Le mariage de Figaro de Beaumarchais a été joué pour la première fois en 1784 à la Comédie Française, enfin libéré de plusieurs années de censure royale. Succès instantané - 68 représentations consécutives ont suivi la première - , la pièce a séduit Mozart, qui trouvait son sujet licencieux, libertin et intéressant. Si bien que deux ans plus tard, il créait l'opéra Les noces de Figaro. Le Théâtre du Nouveau Monde entre dans l'année avec une mise en scène du Mariage signée Normand Chouinard.

«À 60 ans, j'arrive à un point où ce qui m'intéresse le plus est la mise en scène», me confie Normand Chouinard, que j'ai rencontré dans la salle de répétition du TNM, à quelques jours du congé des Fêtes.

 

Au TNM, où il est embauché pour une troisième fois (après Ubu roi et L'hôtel du libre-échange), Lorraine Pintal a pris l'habitude de lui confier des mises en scène de comédies festives. Un mandat qu'il embrasse dans la bonne humeur. «J'aime ça. Cela fait partie de ma nature de travailler avec une troupe. Il y a dans ces pièces une folie, quelque chose de pétillant qui me ressemble», exprime celui qui célèbre cette année ses 40 ans de métier.

Pour ce Mariage de Figaro, dont c'est la quatrième mouture québécoise depuis 1971, Chouinard a fait appel à des acteurs de renom (Emmanuel Bilodeau, Violette Chauveau, Normand D'Amour) ainsi qu'à des recrues à qui il a enseigné au Conservatoire. «C'est ce que j'appelle le service après-vente», dit Chouinard, qui a notamment confié des rôles à Bénédicte Décary, Alexandre Daneau, Catherine De Gresley et Catherine B. Lavoie.

Il y aura des moments chantés, promet le metteur en scène qui a «saupoudré» le spectacle de passages musicaux. «Je fais chanter les acteurs. Il y a aussi un musicien sur scène, dont c'est la tâche de composer la musique du mariage, qui se promène dans les pièces de la maison pour écrire.»

Le mariage, puis Les noces

Le commun des mortels connaît davantage Les noces de Figaro de Mozart que la pièce de Beaumarchais, de souligner Normand Chouinard. «Je me suis dit qu'il fallait mélanger les deux oeuvres, et ne pas faire semblant que l'opéra n'existe pas. C'est pourquoi j'ai ajouté ces petits extraits musicaux un peu partout, comme des clins d'oeil.»

Le mariage de Figaro, rappelle-t-il, est le centre nerveux d'une trilogie qui commence avec Le barbier de Séville et se clôt avec La mère coupable.

Trois ans après le mariage du comte Almaviva avec Rosine, on s'apprête à célébrer l'union du serviteur Figaro avec Suzanne, la première camériste de la comtesse.

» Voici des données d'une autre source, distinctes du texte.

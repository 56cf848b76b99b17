//! Social API endpoints
//!
//! Handles HTTP requests for the feed, keyword search, and stored feed
//! preferences:
//! - GET /api/social/feed
//! - GET /api/social/search?q=keyword
//! - GET|PUT /api/social/preferences

use axum::{
    extract::{Query, State},
    routing::{get, put},
    Extension, Json, Router,
};
use serde::Deserialize;

use crate::api::middleware::{ApiError, AppState, AuthenticatedUser};
use crate::api::responses::{FeedFilterResponse, PostResponse};
use crate::models::UpdateFeedFilterInput;

/// Query parameters for keyword search
#[derive(Debug, Deserialize)]
pub struct SearchQuery {
    #[serde(default)]
    pub q: String,
}

/// Build the social routes (all require auth)
pub fn router() -> Router<AppState> {
    Router::new()
        .route("/feed", get(feed))
        .route("/search", get(search))
        .route("/preferences", get(get_preferences))
        .route("/preferences", put(update_preferences))
}

/// GET /api/social/feed - Posts from followed authors, newest first
async fn feed(
    State(state): State<AppState>,
    Extension(AuthenticatedUser(viewer)): Extension<AuthenticatedUser>,
) -> Result<Json<Vec<PostResponse>>, ApiError> {
    let posts = state.feed_service.feed(&viewer).await?;
    Ok(Json(posts.into_iter().map(Into::into).collect()))
}

/// GET /api/social/search?q=keyword
///
/// A blank or missing keyword yields an empty list, never all posts.
async fn search(
    State(state): State<AppState>,
    Extension(AuthenticatedUser(viewer)): Extension<AuthenticatedUser>,
    Query(query): Query<SearchQuery>,
) -> Result<Json<Vec<PostResponse>>, ApiError> {
    let posts = state.feed_service.search(&viewer, &query.q).await?;
    Ok(Json(posts.into_iter().map(Into::into).collect()))
}

/// GET /api/social/preferences - Stored feed preferences, defaults if unset
async fn get_preferences(
    State(state): State<AppState>,
    Extension(AuthenticatedUser(viewer)): Extension<AuthenticatedUser>,
) -> Result<Json<FeedFilterResponse>, ApiError> {
    let filter = state.feed_service.preferences(&viewer).await?;
    Ok(Json(filter.into()))
}

/// PUT /api/social/preferences - Store feed preferences
async fn update_preferences(
    State(state): State<AppState>,
    Extension(AuthenticatedUser(viewer)): Extension<AuthenticatedUser>,
    Json(body): Json<UpdateFeedFilterInput>,
) -> Result<Json<FeedFilterResponse>, ApiError> {
    let filter = state.feed_service.update_preferences(&viewer, body).await?;
    Ok(Json(filter.into()))
}
#[cfg(test)]
mod tests {
    use super::*;
    use crate::db::repositories::{SqlxFollowRepository, FollowRepository, SqlxUserRepository, UserRepository};
    use crate::db::{create_test_pool, migrations, DynDatabasePool};
    use crate::models::User;

    async fn setup() -> (DynDatabasePool, SqlxPostRepository, i64, i64) {
        let pool = create_test_pool().await.expect("Failed to create test pool");
        migrations::run_migrations(&pool)
            .await
            .expect("Failed to run migrations");

        let users = SqlxUserRepository::new(pool.clone());
        let author = users
            .create(
                &User::new(
                    "dr_kim".to_string(),
                    "kim@example.com".to_string(),
                    "hash".to_string(),
                    UserRole::Therapist,
                ),
                None,
                None,
            )
            .await
            .unwrap();
        let reader = users
            .create(
                &User::new(
                    "maria".to_string(),
                    "maria@example.com".to_string(),
                    "hash".to_string(),
                    UserRole::Parent,
                ),
                None,
                None,
            )
            .await
            .unwrap();

        let repo = SqlxPostRepository::new(pool.clone());
        (pool, repo, author.id, reader.id)
    }

    fn post(author_id: i64, content: &str) -> Post {
        Post {
            id: 0,
            author_id,
            content: content.to_string(),
            media_url: None,
            created_at: Utc::now(),
            updated_at: Utc::now(),
        }
    }

    #[tokio::test]
    async fn test_create_and_get_post() {
        let (_pool, repo, author, _reader) = setup().await;

        let created = repo
            .create(&post(author, "Hello village"))
            .await
            .expect("Failed to create post");

        assert!(created.id > 0);

        let found = repo
            .get_by_id(created.id)
            .await
            .unwrap()
            .expect("Post not found");
        assert_eq!(found.content, "Hello village");
        assert_eq!(found.author_id, author);
    }

    #[tokio::test]
    async fn test_list_all_newest_first() {
        let (_pool, repo, author, _reader) = setup().await;

        repo.create(&post(author, "first")).await.unwrap();
        repo.create(&post(author, "second")).await.unwrap();
        repo.create(&post(author, "third")).await.unwrap();

        let posts = repo.list_all(None).await.unwrap();
        let contents: Vec<&str> = posts.iter().map(|p| p.post.content.as_str()).collect();
        assert_eq!(contents, vec!["third", "second", "first"]);
    }

    #[tokio::test]
    async fn test_meta_counts_and_viewer_flag() {
        let (pool, repo, author, reader) = setup().await;

        let created = repo.create(&post(author, "count me")).await.unwrap();

        sqlx::query("INSERT INTO comments (post_id, author_id, content) VALUES (?, ?, ?)")
            .bind(created.id)
            .bind(reader)
            .bind("nice")
            .execute(pool.as_sqlite().unwrap())
            .await
            .unwrap();
        repo.toggle_like(reader, created.id).await.unwrap();

        let meta = repo
            .get_with_meta(created.id, Some(reader))
            .await
            .unwrap()
            .expect("Post not found");
        assert_eq!(meta.likes_count, 1);
        assert_eq!(meta.comments_count, 1);
        assert!(meta.liked_by_viewer);
        assert_eq!(meta.author.username, "dr_kim");

        // A different viewer has not liked the post
        let meta = repo
            .get_with_meta(created.id, Some(author))
            .await
            .unwrap()
            .unwrap();
        assert!(!meta.liked_by_viewer);

        // Anonymous viewer gets false too
        let meta = repo.get_with_meta(created.id, None).await.unwrap().unwrap();
        assert!(!meta.liked_by_viewer);
    }

    #[tokio::test]
    async fn test_toggle_like_twice_leaves_no_likes() {
        let (_pool, repo, author, reader) = setup().await;
        let created = repo.create(&post(author, "toggle")).await.unwrap();

        assert_eq!(
            repo.toggle_like(reader, created.id).await.unwrap(),
            LikeToggle::Liked
        );
        assert!(repo.is_liked(reader, created.id).await.unwrap());

        assert_eq!(
            repo.toggle_like(reader, created.id).await.unwrap(),
            LikeToggle::Unliked
        );
        assert!(!repo.is_liked(reader, created.id).await.unwrap());

        let meta = repo.get_with_meta(created.id, None).await.unwrap().unwrap();
        assert_eq!(meta.likes_count, 0);
    }

    #[tokio::test]
    async fn test_list_followed_respects_graph() {
        let (pool, repo, author, reader) = setup().await;

        repo.create(&post(author, "from followed")).await.unwrap();
        repo.create(&post(reader, "own post")).await.unwrap();

        // Nothing followed yet
        assert!(repo.list_followed(reader).await.unwrap().is_empty());

        let follows = SqlxFollowRepository::new(pool.clone());
        follows.toggle(reader, author).await.unwrap();

        let feed = repo.list_followed(reader).await.unwrap();
        assert_eq!(feed.len(), 1);
        assert_eq!(feed[0].post.content, "from followed");
    }

    #[tokio::test]
    async fn test_search_is_case_insensitive() {
        let (_pool, repo, author, _reader) = setup().await;

        repo.create(&post(author, "My CAT loves therapy")).await.unwrap();
        repo.create(&post(author, "dog post")).await.unwrap();

        let hits = repo.search("cat", None).await.unwrap();
        assert_eq!(hits.len(), 1);
        assert_eq!(hits[0].post.content, "My CAT loves therapy");

        let hits = repo.search("CAT", None).await.unwrap();
        assert_eq!(hits.len(), 1);

        assert!(repo.search("bird", None).await.unwrap().is_empty());
    }

    #[tokio::test]
    async fn test_search_treats_wildcards_literally() {
        let (_pool, repo, author, _reader) = setup().await;

        repo.create(&post(author, "plain text")).await.unwrap();
        repo.create(&post(author, "100% honest")).await.unwrap();

        let hits = repo.search("100%", None).await.unwrap();
        assert_eq!(hits.len(), 1);
        assert_eq!(hits[0].post.content, "100% honest");

        // A bare % must not match everything
        let hits = repo.search("%", None).await.unwrap();
        assert_eq!(hits.len(), 1);
    }

    #[tokio::test]
    async fn test_update_post() {
        let (_pool, repo, author, _reader) = setup().await;
        let mut created = repo.create(&post(author, "before")).await.unwrap();

        created.content = "after".to_string();
        created.media_url = Some("/media/pic.png".to_string());

        let updated = repo.update(&created).await.unwrap();
        assert_eq!(updated.content, "after");
        assert_eq!(updated.media_url.as_deref(), Some("/media/pic.png"));
    }

    #[tokio::test]
    async fn test_delete_post() {
        let (_pool, repo, author, _reader) = setup().await;
        let created = repo.create(&post(author, "gone soon")).await.unwrap();

        assert!(repo.delete(created.id).await.unwrap());
        assert!(repo.get_by_id(created.id).await.unwrap().is_none());
        assert!(!repo.delete(created.id).await.unwrap());
    }
}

Franchement volage, le comte délaisse sa femme pour mieux courir les petites donzelles du château. En fait, il fait valoir le «droit de cuissage» pour justifier ses fréquents passages dans les lits des servantes et son intention de déflorer Suzanne.

«Mon défi était de ramener la pièce à une histoire simple: Figaro veut marier Suzanne, le comte veut coucher avec Suzanne avant qu'elle se marie, la comtesse essaie de l'empêcher et Suzanne aussi. Vont-ils réussir? Le mariage va-t-il se faire?» résume Normand Chouinard, qui voit Le mariage de Figaro comme une pièce sur l'abus de pouvoir et annonciatrice de la Révolution française. «Dans la pièce, Figaro dit aux nobles: «Vous vous êtes contentés de naître, alors que je me suis bâti moi-même. Vous n'avez aucun mérite.»»

Quarante ans plus tard...

Normand Chouinard, qui se replonge dans ses années d'étudiant avec Le mariage de Figaro, célèbre cette année ses 40 ans de carrière au théâtre. «J'ai commencé à 20 ans, à l'époque où à Québec, on pouvait faire une carrière d'acteur tout en travaillant ou en poursuivant des études universitaires.»

Tout comme Dorothée Berryman, Raymond Bouchard, Marie Tifo, Marie Laberge et Rémy Girard, entre autres, il a fait ses débuts d'acteur en travaillant le jour et en jouant le soir. «Quand j'ai commencé, j'enseignais le droit à l'Université Laval. J'avais un ami avocat qui, lui, plaidait le jour et jouait le soir.»

Auprès des Jean-Claude Germain, Gilles Renaud, Nicole Leblanc, Lorraine Pintal, il a fait partie d'une mouvance de jeunes qui voulaient faire du théâtre à tout prix. «On était branchés sur ces courants de nouveau théâtre basés sur l'impro, sur la recherche d'expressions dramatiques nouvelles», relate celui qui a quitté Montréal pour s'établir dans la région de Sherbrooke.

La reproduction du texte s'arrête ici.